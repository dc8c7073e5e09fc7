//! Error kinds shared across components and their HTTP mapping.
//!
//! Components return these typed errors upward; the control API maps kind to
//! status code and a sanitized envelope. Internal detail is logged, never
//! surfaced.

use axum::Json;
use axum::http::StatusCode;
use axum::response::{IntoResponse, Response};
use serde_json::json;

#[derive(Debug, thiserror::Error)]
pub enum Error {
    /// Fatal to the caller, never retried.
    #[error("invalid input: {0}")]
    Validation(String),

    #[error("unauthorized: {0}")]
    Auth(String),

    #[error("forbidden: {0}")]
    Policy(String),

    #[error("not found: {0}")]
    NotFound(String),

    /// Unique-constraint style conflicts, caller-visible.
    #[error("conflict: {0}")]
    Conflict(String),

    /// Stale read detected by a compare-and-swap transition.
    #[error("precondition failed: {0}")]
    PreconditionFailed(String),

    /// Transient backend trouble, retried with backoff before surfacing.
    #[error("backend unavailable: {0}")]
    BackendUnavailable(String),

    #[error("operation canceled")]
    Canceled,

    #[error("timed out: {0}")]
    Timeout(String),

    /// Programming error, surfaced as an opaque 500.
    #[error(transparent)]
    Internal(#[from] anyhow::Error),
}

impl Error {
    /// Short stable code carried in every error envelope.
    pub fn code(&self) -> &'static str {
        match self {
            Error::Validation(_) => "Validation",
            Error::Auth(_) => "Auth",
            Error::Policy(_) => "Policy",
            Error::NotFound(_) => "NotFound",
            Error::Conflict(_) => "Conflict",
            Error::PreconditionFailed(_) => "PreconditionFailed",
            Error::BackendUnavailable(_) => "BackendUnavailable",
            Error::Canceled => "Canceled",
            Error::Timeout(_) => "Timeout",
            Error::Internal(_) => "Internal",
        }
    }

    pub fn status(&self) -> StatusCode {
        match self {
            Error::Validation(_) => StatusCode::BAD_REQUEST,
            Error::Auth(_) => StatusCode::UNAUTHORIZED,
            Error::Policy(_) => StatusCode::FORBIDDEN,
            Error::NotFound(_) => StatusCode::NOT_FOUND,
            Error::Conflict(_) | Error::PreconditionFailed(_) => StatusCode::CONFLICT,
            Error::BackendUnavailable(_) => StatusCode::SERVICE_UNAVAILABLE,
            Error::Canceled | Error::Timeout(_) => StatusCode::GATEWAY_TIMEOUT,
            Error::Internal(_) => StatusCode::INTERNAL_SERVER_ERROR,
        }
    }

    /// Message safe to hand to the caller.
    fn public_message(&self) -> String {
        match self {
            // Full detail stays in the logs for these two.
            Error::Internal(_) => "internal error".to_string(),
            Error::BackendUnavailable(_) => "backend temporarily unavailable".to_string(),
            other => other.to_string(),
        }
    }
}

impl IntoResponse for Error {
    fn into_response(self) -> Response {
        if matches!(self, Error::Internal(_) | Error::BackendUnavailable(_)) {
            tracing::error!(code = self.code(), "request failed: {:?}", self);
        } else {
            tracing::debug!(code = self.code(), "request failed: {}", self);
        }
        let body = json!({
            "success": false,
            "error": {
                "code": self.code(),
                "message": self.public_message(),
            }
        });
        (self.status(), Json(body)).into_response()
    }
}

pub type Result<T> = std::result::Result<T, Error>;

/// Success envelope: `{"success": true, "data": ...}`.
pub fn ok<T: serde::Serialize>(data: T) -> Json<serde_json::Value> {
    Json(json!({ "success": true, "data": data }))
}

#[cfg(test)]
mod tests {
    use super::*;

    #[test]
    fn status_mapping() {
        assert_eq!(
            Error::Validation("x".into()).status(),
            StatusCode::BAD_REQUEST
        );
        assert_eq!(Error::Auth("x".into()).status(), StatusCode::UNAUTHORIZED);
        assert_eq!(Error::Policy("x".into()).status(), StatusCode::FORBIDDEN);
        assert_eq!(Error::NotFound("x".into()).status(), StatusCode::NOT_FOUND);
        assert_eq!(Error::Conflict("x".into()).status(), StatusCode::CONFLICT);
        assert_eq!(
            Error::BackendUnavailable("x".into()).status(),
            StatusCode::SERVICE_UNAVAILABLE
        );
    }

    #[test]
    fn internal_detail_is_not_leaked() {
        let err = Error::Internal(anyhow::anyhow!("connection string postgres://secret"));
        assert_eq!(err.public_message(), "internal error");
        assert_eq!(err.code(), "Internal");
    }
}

○ ○ ○ ○

◆ **What you are asked to do**:
Each line in the listing above from the one containing "their HTTP mapping." through the one containing "use axum::http::StatusCode;" should be repeated exactly, and no other line.

◆ **Solution**:
//! Error kinds shared across components and their HTTP mapping.
//!
//! Components return these typed errors upward; the control API maps kind to
//! status code and a sanitized envelope. Internal detail is logged, never
//! surfaced.

use axum::Json;
use axum::http::StatusCode;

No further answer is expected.